La última Coca-Cola del desierto / The last Coca Cola in the Desert

Tyler Lafreniere & Manuel Mendoza Sanchez


Rachel Uffner Gallery is pleased to present La última Coca-Cola del desierto/The last Coca-Cola in the desert, a two-person show of new works by Tyler Lafreniere and Manuel Mendoza Sanchez. The exhibition title comes from a Spanish aphorism used to express the sentiment of “you’re not that special.” Lafreniere will exhibit graphically distinct paintings while Sanchez presents unconstrained ceramic vessels and wood sculptures. Though operating in different media, both artists incorporate recognizable imagery from popular and consumer culture, and build their compositions like vernacular sayings.


Brooklyn based Lafreniere creates paintings that demonstrate a discomfort and cynicism towards societally prescribed masculinity. In this new body of work, Lafreniere employs symbols relating to political and educational institutions, surveillance and voyeurism. Placed against a stark background of color, each piece contains faithful reproductions of carefully selected images and items, such as playboy magazine covers, beer cans, outdoor sporting equipment, or photographs from bygone eras. The resulting works operate as cryptic haikus which reveal a tension between performative identity and authenticity.


Each piece in this series suggests a specific character or flawed archetype with sometimes unredeemable qualities. In Legacy, 2022, for example, Lafreniere considers the organization of fraternities which often perpetuate harmful behavior and protect dangerous individuals under the cloak of brotherhood and academia. In Master of Reality, 2022 the artist implies failure through a “final notice” letter set against a poster from a Black Sabbath album and a pot plant growing out of a coffee can. These works ultimately reflect the artist’s observations of how individuals have become disaffected over the years. Nostalgic in aesthetic, Lafrienere illuminates the possibilities of isolation for those who don’t fit the mold of social norms as well as those who follow these expectations to the extreme.


In contrast to Lafreniere’s hard edged paintings, San Juan based Mendoza Sanchez creates works that revel in imperfection. The artist’s ceramic vessels and wooden sculptures question power structures, social constructs and the implications of spirituality and religion in our capitalistic world. For this exhibition, Mendoza Sanchez employs recurring imagery of Coca-Cola cans, Perrier bottles, caricatures of notorious CEOs and celebrities and creatures like dragons, crows, and tigers, and found images of oases.


With each piece from this series, Mendoza Sanchez constructs a romantic and humorous imagined narrative using commerce, and the exhibition title, as a point of departure. In the blue and white vessel titled “Hasta el último rincón”, the artist depicts Warren Buffett delivering a case of Coca-Cola in the desert. The color and style references porcelain, a historical example of early global trade. Buffett is an unlikely savior, pictured atop a tiger drawn-cart. Mendoza Sanchez attempts to humanize the figure, using this character as a conduit for broader conversation throughout the show.

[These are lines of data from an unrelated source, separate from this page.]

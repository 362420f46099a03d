//! In-memory visit store.
//!
//! Used by tests and embedding harnesses that do not need durable storage. Semantics
//! match [`FileVisitStore`](super::FileVisitStore): whole-record replace, lock
//! enforcement at the store, conform-on-write.

use crate::store::{LockOutcome, StoredVisit, VisitStore};
use crate::{VisitError, VisitResult};
use checklist::{ChecklistRecord, VisitType};
use hvn_uuid::VisitId;
use std::collections::HashMap;
use std::sync::Mutex;

/// Visit store backed by a mutex-guarded map.
#[derive(Debug, Default)]
pub struct MemoryVisitStore {
    visits: Mutex<HashMap<VisitId, StoredVisit>>,
}

impl MemoryVisitStore {
    pub fn new() -> Self {
        Self::default()
    }

    fn with_visits<R>(&self, f: impl FnOnce(&mut HashMap<VisitId, StoredVisit>) -> R) -> R {
        let mut visits = self.visits.lock().expect("visit map lock poisoned");
        f(&mut visits)
    }
}

impl VisitStore for MemoryVisitStore {
    fn create(&self, visit_type: VisitType) -> VisitResult<VisitId> {
        let visit_id = VisitId::new();
        let visit = StoredVisit {
            visit_id: visit_id.clone(),
            visit_type,
            fields: ChecklistRecord::conform(visit_type, Vec::<(&str, &str)>::new()),
            locked: false,
            rendered_note: None,
        };

        self.with_visits(|visits| visits.insert(visit_id.clone(), visit));
        Ok(visit_id)
    }

    fn get(&self, visit_id: &VisitId) -> VisitResult<StoredVisit> {
        self.with_visits(|visits| {
            visits
                .get(visit_id)
                .cloned()
                .ok_or_else(|| VisitError::NotFound(visit_id.clone()))
        })
    }

    fn set(&self, visit_id: &VisitId, fields: &ChecklistRecord) -> VisitResult<()> {
        self.with_visits(|visits| {
            let visit = visits
                .get_mut(visit_id)
                .ok_or_else(|| VisitError::NotFound(visit_id.clone()))?;
            if visit.locked {
                return Err(VisitError::Locked(visit_id.clone()));
            }

            visit.fields = ChecklistRecord::conform(visit.visit_type, fields.iter());
            Ok(())
        })
    }

    fn set_rendered_note(&self, visit_id: &VisitId, note: &str) -> VisitResult<()> {
        self.with_visits(|visits| {
            let visit = visits
                .get_mut(visit_id)
                .ok_or_else(|| VisitError::NotFound(visit_id.clone()))?;
            if visit.locked {
                return Err(VisitError::Locked(visit_id.clone()));
            }

            visit.rendered_note = Some(note.to_string());
            Ok(())
        })
    }

    fn set_lock(&self, visit_id: &VisitId) -> VisitResult<LockOutcome> {
        self.with_visits(|visits| {
            let visit = visits
                .get_mut(visit_id)
                .ok_or_else(|| VisitError::NotFound(visit_id.clone()))?;
            if visit.locked {
                return Ok(LockOutcome::AlreadyLocked);
            }

            visit.locked = true;
            Ok(LockOutcome::NewlyLocked)
        })
    }
}

#[cfg(test)]
mod tests {
    use super::*;

    #[test]
    fn mirrors_file_store_lock_semantics() {
        let store = MemoryVisitStore::new();
        let visit_id = store.create(VisitType::InitialEval).expect("create");

        let fields = ChecklistRecord::conform(
            VisitType::InitialEval,
            vec![("ie_subjective", "reports dizziness")],
        );
        store.set(&visit_id, &fields).expect("save");

        assert_eq!(store.set_lock(&visit_id).unwrap(), LockOutcome::NewlyLocked);
        assert_eq!(
            store.set_lock(&visit_id).unwrap(),
            LockOutcome::AlreadyLocked
        );
        assert!(matches!(
            store.set(&visit_id, &fields),
            Err(VisitError::Locked(_))
        ));

        let stored = store.get(&visit_id).expect("get");
        assert_eq!(stored.fields.value("ie_subjective"), "reports dizziness");
    }

    #[test]
    fn unknown_visit_is_not_found() {
        let store = MemoryVisitStore::new();
        let missing = VisitId::new();

        assert!(matches!(store.get(&missing), Err(VisitError::NotFound(_))));
        assert!(matches!(
            store.set_lock(&missing),
            Err(VisitError::NotFound(_))
        ));
    }
}
//! Core runtime configuration.
//!
//! This module defines configuration that should be resolved once at process startup and
//! then passed into core services. The intent is to avoid reading process-wide environment
//! variables during request handling, which can lead to inconsistent behaviour in
//! multi-threaded runtimes and test harnesses.

use crate::{VisitError, VisitResult};
use std::path::{Path, PathBuf};
use std::time::Duration;

/// Default debounce window for autosave commits.
///
/// Matches the capture surfaces: long enough to coalesce a typing burst into a single
/// whole-record write, short enough that an abandoned device has usually persisted the
/// last edit.
pub const DEFAULT_AUTOSAVE_DEBOUNCE: Duration = Duration::from_millis(900);

/// Upper bound on the configurable debounce window.
const MAX_AUTOSAVE_DEBOUNCE: Duration = Duration::from_secs(30);

/// Core configuration resolved at startup.
#[derive(Clone, Debug)]
pub struct CoreConfig {
    visit_data_dir: PathBuf,
    autosave_debounce: Duration,
}

impl CoreConfig {
    /// Create a new `CoreConfig`.
    pub fn new(visit_data_dir: PathBuf, autosave_debounce: Duration) -> VisitResult<Self> {
        if autosave_debounce.is_zero() {
            return Err(VisitError::InvalidInput(
                "autosave debounce cannot be zero".into(),
            ));
        }
        if autosave_debounce > MAX_AUTOSAVE_DEBOUNCE {
            return Err(VisitError::InvalidInput(format!(
                "autosave debounce exceeds maximum of {}s",
                MAX_AUTOSAVE_DEBOUNCE.as_secs()
            )));
        }

        Ok(Self {
            visit_data_dir,
            autosave_debounce,
        })
    }

    pub fn visit_data_dir(&self) -> &Path {
        &self.visit_data_dir
    }

    pub fn visits_dir(&self) -> PathBuf {
        self.visit_data_dir.join(crate::constants::VISITS_DIR_NAME)
    }

    pub fn autosave_debounce(&self) -> Duration {
        self.autosave_debounce
    }
}

/// Parse the autosave debounce window from an optional env value (milliseconds).
///
/// If `value` is `None` or empty/whitespace, returns [`DEFAULT_AUTOSAVE_DEBOUNCE`].
pub fn autosave_debounce_from_env_value(value: Option<String>) -> VisitResult<Duration> {
    let value = value
        .map(|v| v.trim().to_string())
        .filter(|v| !v.is_empty());

    match value {
        None => Ok(DEFAULT_AUTOSAVE_DEBOUNCE),
        Some(raw) => {
            let millis: u64 = raw.parse().map_err(|_| {
                VisitError::InvalidInput(format!(
                    "autosave debounce must be a whole number of milliseconds, got '{raw}'"
                ))
            })?;
            Ok(Duration::from_millis(millis))
        }
    }
}

#[cfg(test)]
mod tests {
    use super::*;

    #[test]
    fn rejects_zero_and_excessive_debounce() {
        assert!(CoreConfig::new("/visit_data".into(), Duration::ZERO).is_err());
        assert!(CoreConfig::new("/visit_data".into(), Duration::from_secs(60)).is_err());
        assert!(CoreConfig::new("/visit_data".into(), DEFAULT_AUTOSAVE_DEBOUNCE).is_ok());
    }

    #[test]
    fn debounce_env_value_parsing() {
        assert_eq!(
            autosave_debounce_from_env_value(None).unwrap(),
            DEFAULT_AUTOSAVE_DEBOUNCE
        );
        assert_eq!(
            autosave_debounce_from_env_value(Some("  ".into())).unwrap(),
            DEFAULT_AUTOSAVE_DEBOUNCE
        );
        assert_eq!(
            autosave_debounce_from_env_value(Some("1200".into())).unwrap(),
            Duration::from_millis(1200)
        );
        assert!(autosave_debounce_from_env_value(Some("fast".into())).is_err());
    }

    #[test]
    fn visits_dir_is_nested_under_data_dir() {
        let cfg = CoreConfig::new("/visit_data".into(), DEFAULT_AUTOSAVE_DEBOUNCE).unwrap();
        assert_eq!(cfg.visits_dir(), PathBuf::from("/visit_data/visits"));
    }
}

In works like Perrier Boat (“Mi Esperanza”), the artist brings in more direct references to religion. This wooden boat filled with sparkling water is the artist’s interpretation of the story of Saint Ursula of Cologne. Works like Perrier inside Coca-Cola (“Mi Nicho”) Mendoza Sanchez has created an alter to Diet Coke. In these works the ubiquitous Coca-Cola brand becomes a replacement for religion which is no longer as common in everyday life.


Both Lafreniere and Mendoza Sanchez recognize the irony in the titular saying; Comparing one’s precious and unique identity to one of the most mass produced, globally recognized brands in the world. Each artist contends with this throughout the exhibition.